### What you have to do
Each line below that includes the word "MissingRuleKeyword" is to be reported.

(Stored data)
--------------------------------

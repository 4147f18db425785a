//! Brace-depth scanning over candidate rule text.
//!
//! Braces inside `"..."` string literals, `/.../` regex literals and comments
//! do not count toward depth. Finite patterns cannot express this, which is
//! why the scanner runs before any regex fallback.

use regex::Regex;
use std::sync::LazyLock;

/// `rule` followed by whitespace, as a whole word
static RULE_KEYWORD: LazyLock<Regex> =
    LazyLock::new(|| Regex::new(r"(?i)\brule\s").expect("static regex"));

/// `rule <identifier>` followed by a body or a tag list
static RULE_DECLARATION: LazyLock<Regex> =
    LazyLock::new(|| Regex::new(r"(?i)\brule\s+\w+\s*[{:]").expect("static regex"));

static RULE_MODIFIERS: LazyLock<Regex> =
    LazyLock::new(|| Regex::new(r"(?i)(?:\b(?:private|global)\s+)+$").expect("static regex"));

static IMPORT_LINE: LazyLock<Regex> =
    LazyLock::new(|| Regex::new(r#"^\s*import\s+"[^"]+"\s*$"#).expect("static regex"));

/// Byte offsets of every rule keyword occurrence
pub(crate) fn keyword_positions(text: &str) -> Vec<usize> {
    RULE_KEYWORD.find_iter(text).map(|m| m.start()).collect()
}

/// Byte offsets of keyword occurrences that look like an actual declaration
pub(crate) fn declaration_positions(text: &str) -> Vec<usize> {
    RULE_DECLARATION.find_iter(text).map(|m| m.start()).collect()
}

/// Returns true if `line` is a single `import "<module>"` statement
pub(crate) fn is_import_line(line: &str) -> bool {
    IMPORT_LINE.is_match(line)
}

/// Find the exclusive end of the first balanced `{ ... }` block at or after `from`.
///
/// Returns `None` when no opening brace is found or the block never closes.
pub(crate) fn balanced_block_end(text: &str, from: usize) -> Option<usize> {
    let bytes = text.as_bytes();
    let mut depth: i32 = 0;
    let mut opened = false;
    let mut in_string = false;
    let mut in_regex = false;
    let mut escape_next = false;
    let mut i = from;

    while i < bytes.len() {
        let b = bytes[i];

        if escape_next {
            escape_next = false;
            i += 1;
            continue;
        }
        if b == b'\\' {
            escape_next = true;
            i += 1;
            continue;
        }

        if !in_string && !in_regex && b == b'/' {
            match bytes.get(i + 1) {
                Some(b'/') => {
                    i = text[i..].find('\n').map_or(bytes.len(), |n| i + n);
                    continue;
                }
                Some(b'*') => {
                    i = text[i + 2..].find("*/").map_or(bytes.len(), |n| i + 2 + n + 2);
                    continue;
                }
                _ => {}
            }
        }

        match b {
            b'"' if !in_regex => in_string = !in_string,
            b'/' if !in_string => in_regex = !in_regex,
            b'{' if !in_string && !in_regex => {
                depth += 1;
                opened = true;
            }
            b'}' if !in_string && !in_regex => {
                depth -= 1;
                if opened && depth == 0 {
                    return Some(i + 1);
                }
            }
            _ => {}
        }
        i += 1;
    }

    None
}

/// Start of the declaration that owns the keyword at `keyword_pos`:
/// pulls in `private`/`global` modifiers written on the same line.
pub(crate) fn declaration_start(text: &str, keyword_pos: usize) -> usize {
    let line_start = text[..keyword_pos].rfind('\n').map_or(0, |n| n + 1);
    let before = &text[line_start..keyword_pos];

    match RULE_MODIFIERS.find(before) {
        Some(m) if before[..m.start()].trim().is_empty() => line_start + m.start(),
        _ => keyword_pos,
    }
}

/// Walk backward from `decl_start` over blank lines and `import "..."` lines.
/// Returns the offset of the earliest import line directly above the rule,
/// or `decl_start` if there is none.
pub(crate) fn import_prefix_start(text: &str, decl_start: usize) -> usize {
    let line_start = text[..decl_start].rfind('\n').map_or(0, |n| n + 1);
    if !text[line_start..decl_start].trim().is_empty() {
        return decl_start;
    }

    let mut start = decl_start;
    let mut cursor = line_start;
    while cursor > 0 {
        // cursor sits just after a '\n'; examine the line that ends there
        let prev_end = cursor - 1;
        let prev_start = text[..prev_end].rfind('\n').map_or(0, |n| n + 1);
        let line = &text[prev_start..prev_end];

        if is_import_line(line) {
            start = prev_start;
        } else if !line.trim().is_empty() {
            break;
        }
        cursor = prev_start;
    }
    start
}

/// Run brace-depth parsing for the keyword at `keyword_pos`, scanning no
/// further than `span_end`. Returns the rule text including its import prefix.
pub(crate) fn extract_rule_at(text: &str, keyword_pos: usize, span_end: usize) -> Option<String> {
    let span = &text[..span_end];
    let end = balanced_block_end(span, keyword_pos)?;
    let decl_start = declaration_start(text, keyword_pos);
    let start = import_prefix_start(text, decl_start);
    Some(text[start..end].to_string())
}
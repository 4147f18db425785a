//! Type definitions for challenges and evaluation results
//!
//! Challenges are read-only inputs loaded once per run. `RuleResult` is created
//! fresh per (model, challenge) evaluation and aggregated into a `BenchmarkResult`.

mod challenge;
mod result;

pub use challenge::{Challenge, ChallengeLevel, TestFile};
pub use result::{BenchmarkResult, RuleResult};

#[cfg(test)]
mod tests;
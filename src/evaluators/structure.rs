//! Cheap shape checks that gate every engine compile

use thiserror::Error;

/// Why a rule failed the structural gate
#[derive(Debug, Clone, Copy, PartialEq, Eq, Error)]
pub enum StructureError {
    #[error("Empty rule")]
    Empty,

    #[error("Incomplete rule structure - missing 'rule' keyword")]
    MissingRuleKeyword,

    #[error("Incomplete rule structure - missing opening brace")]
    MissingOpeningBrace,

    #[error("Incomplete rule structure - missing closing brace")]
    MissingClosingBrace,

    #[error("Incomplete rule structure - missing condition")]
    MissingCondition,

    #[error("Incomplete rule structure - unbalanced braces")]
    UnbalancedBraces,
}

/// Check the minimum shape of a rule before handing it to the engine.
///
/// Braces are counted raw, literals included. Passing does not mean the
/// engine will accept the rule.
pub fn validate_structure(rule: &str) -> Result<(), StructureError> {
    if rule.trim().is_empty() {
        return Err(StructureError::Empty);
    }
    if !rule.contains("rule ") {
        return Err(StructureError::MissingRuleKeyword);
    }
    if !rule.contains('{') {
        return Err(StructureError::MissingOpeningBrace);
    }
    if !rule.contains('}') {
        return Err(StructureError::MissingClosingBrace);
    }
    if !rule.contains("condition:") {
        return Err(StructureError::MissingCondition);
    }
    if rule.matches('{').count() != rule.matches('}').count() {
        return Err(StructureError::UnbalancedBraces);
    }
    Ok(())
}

--------------------------------

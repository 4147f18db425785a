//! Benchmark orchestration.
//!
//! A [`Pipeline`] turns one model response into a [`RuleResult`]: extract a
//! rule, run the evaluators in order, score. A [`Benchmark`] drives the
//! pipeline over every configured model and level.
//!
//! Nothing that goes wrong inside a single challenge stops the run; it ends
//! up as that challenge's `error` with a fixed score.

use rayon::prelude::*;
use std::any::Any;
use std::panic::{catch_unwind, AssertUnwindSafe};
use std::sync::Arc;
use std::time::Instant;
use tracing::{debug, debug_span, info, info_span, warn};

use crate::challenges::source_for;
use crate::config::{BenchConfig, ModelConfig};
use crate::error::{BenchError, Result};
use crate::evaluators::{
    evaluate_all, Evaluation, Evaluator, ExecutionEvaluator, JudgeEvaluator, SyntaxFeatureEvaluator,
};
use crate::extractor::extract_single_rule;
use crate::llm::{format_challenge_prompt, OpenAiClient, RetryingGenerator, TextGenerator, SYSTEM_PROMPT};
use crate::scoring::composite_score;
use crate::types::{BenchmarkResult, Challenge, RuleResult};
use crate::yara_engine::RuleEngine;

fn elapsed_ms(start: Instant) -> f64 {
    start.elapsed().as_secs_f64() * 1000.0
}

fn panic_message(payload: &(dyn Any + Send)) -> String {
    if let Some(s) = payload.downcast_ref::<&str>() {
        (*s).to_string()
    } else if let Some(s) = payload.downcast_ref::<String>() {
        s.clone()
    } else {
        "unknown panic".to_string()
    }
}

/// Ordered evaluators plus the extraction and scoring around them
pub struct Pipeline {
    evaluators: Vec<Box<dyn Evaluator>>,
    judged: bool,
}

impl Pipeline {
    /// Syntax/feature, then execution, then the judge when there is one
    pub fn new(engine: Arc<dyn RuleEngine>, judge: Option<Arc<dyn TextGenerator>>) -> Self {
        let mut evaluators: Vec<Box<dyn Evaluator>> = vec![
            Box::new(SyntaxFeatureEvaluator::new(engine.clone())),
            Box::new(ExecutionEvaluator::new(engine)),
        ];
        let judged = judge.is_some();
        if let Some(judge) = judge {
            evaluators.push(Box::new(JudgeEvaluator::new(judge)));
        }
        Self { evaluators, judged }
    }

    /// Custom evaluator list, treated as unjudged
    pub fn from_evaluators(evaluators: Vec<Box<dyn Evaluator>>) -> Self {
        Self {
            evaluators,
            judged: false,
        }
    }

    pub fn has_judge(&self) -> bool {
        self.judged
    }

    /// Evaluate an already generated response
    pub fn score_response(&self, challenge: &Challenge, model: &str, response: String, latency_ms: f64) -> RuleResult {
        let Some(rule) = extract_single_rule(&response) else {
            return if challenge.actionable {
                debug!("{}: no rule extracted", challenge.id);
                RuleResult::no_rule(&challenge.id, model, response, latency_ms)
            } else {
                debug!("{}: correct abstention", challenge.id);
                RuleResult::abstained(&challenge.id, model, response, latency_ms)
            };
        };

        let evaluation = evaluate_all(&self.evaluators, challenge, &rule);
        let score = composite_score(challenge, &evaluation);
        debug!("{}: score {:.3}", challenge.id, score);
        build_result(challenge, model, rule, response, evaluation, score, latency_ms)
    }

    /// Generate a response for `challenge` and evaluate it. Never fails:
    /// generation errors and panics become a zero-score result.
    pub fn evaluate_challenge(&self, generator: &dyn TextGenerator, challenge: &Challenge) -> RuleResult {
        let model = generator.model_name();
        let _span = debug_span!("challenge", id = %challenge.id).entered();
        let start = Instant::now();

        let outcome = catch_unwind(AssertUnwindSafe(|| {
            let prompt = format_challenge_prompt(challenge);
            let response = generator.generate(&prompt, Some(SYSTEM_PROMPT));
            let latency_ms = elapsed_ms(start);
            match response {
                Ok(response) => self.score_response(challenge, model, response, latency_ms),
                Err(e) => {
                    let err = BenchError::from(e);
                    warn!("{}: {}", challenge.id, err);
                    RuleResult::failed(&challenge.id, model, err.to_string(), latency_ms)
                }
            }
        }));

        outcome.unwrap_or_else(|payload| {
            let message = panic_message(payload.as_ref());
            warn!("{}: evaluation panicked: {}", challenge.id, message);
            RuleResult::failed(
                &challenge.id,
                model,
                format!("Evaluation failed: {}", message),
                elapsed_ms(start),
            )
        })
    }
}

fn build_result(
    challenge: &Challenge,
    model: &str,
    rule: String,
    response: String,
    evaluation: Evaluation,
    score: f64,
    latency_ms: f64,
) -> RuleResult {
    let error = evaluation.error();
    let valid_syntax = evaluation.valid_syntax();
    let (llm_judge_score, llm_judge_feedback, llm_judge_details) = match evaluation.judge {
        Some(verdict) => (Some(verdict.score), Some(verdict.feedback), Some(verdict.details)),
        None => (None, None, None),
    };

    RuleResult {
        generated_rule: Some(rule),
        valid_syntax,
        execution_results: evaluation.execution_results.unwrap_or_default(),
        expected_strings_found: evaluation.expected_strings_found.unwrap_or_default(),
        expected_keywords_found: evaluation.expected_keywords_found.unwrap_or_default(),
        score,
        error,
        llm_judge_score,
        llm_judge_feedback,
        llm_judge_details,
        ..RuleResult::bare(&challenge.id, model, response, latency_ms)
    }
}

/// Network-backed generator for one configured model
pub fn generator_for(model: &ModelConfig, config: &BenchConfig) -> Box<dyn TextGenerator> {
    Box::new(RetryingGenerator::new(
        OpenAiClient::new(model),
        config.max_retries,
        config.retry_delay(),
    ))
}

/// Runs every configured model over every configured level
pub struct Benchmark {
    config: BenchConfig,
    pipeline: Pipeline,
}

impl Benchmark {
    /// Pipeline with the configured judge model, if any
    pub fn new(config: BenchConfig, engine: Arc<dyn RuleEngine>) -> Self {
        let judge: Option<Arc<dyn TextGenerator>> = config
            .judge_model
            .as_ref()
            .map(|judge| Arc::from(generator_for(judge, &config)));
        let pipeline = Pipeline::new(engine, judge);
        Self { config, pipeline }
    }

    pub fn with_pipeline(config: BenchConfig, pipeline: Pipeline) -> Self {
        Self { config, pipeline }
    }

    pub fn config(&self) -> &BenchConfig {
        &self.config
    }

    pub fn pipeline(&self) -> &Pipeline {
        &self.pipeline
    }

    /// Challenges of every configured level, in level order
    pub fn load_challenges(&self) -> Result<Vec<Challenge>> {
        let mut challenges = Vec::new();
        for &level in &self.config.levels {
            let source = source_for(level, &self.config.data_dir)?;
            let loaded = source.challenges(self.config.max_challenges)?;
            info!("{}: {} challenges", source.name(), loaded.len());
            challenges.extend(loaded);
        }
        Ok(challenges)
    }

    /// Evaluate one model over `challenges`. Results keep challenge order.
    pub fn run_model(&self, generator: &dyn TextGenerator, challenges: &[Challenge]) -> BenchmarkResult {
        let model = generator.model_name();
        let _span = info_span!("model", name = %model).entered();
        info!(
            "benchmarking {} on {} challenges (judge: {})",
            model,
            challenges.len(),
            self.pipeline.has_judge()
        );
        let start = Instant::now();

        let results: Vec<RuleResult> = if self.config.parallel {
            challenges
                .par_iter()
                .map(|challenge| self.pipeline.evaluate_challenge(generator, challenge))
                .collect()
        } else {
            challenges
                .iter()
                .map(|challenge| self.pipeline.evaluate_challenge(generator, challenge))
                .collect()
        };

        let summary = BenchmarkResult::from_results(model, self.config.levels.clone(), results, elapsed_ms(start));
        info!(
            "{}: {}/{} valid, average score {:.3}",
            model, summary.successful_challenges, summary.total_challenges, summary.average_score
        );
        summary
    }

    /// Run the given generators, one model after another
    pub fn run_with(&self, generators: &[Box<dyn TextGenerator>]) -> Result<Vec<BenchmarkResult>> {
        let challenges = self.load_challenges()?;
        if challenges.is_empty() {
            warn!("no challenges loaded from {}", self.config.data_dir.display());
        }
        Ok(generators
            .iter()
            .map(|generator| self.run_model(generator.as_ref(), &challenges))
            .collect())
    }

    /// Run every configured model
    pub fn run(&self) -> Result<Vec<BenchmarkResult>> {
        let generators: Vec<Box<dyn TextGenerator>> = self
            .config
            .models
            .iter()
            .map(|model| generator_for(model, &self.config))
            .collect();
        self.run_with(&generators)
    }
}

--------------------------------

### Result below
    MissingRuleKeyword,
        return Err(StructureError::MissingRuleKeyword);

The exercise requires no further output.